## WHAT YOU NEED TO DO
Extract all of the data and reproduce it precisely.

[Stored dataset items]
◇ ◇ ◇ ◇
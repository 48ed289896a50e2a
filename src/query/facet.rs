//! Facet sort specification.

use serde::{Deserialize, Serialize};

use crate::query::args::SortOrder;

/// Sort mode for the values returned for one facet.
///
/// Obtained from [`SearchQuery::facet_sort`](crate::query::SearchQuery::facet_sort).
/// Mode methods overwrite the previous choice and return the sort itself, not
/// the query; when no mode is chosen the facet sorts by `count`.
///
/// ```
/// use cloudsearch_query::query::{SearchQuery, DESC};
///
/// let mut q = SearchQuery::new();
/// q.q("shoes");
/// q.facet_sort("brand").max("rating", DESC);
/// let params = q.build().unwrap();
/// assert_eq!(params.get_str("facet-brand-sort"), Some("-max(rating)"));
/// ```
#[derive(Debug, Clone, PartialEq, Eq, Serialize, Deserialize)]
pub struct FacetSort {
    facet: String,
    mode: Option<String>,
}

impl FacetSort {
    /// Create a sort for the given facet with no mode selected.
    pub fn new<S: Into<String>>(facet: S) -> Self {
        FacetSort {
            facet: facet.into(),
            mode: None,
        }
    }

    /// Get the facet this sort applies to.
    pub fn facet(&self) -> &str {
        &self.facet
    }

    /// Sort facet values alphabetically.
    pub fn alpha(&mut self) -> &mut Self {
        self.mode = Some("alpha".to_string());
        self
    }

    /// Sort facet values by document count.
    pub fn count(&mut self) -> &mut Self {
        self.mode = Some("count".to_string());
        self
    }

    /// Sort by the maximum value of `field` among matching documents.
    pub fn max<S: AsRef<str>>(&mut self, field: S, order: SortOrder) -> &mut Self {
        self.mode = Some(aggregate("max", field.as_ref(), order));
        self
    }

    /// Sort by the sum of `field` over matching documents.
    pub fn sum<S: AsRef<str>>(&mut self, field: S, order: SortOrder) -> &mut Self {
        self.mode = Some(aggregate("sum", field.as_ref(), order));
        self
    }

    /// Check whether a mode has been chosen explicitly.
    pub fn is_set(&self) -> bool {
        self.mode.is_some()
    }

    /// Render the sort mode, defaulting to `count`.
    pub fn build(&self) -> String {
        self.mode.clone().unwrap_or_else(|| "count".to_string())
    }
}

fn aggregate(function: &str, field: &str, order: SortOrder) -> String {
    let sign = if order.is_desc() { "-" } else { "" };
    format!("{sign}{function}({field})")
}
◇ ◇ ◇ ◇
## ANSWER FOR THIS EXERCISE
repository 48ed289896a50e2a
filename src/query/facet.rs
//! Facet sort specification.

use serde::{Deserialize, Serialize};

use crate::query::args::SortOrder;

/// Sort mode for the values returned for one facet.
///
/// Obtained from [`SearchQuery::facet_sort`](crate::query::SearchQuery::facet_sort).
/// Mode methods overwrite the previous choice and return the sort itself, not
/// the query; when no mode is chosen the facet sorts by `count`.
///
/// ```
/// use cloudsearch_query::query::{SearchQuery, DESC};
///
/// let mut q = SearchQuery::new();
/// q.q("shoes");
/// q.facet_sort("brand").max("rating", DESC);
/// let params = q.build().unwrap();
/// assert_eq!(params.get_str("facet-brand-sort"), Some("-max(rating)"));
/// ```
#[derive(Debug, Clone, PartialEq, Eq, Serialize, Deserialize)]
pub struct FacetSort {
    facet: String,
    mode: Option<String>,
}

impl FacetSort {
    /// Create a sort for the given facet with no mode selected.
    pub fn new<S: Into<String>>(facet: S) -> Self {
        FacetSort {
            facet: facet.into(),
            mode: None,
        }
    }

    /// Get the facet this sort applies to.
    pub fn facet(&self) -> &str {
        &self.facet
    }

    /// Sort facet values alphabetically.
    pub fn alpha(&mut self) -> &mut Self {
        self.mode = Some("alpha".to_string());
        self
    }

    /// Sort facet values by document count.
    pub fn count(&mut self) -> &mut Self {
        self.mode = Some("count".to_string());
        self
    }

    /// Sort by the maximum value of `field` among matching documents.
    pub fn max<S: AsRef<str>>(&mut self, field: S, order: SortOrder) -> &mut Self {
        self.mode = Some(aggregate("max", field.as_ref(), order));
        self
    }

    /// Sort by the sum of `field` over matching documents.
    pub fn sum<S: AsRef<str>>(&mut self, field: S, order: SortOrder) -> &mut Self {
        self.mode = Some(aggregate("sum", field.as_ref(), order));
        self
    }

    /// Check whether a mode has been chosen explicitly.
    pub fn is_set(&self) -> bool {
        self.mode.is_some()
    }

    /// Render the sort mode, defaulting to `count`.
    pub fn build(&self) -> String {
        self.mode.clone().unwrap_or_else(|| "count".to_string())
    }
}

fn aggregate(function: &str, field: &str, order: SortOrder) -> String {
    let sign = if order.is_desc() { "-" } else { "" };
    format!("{sign}{function}({field})")
}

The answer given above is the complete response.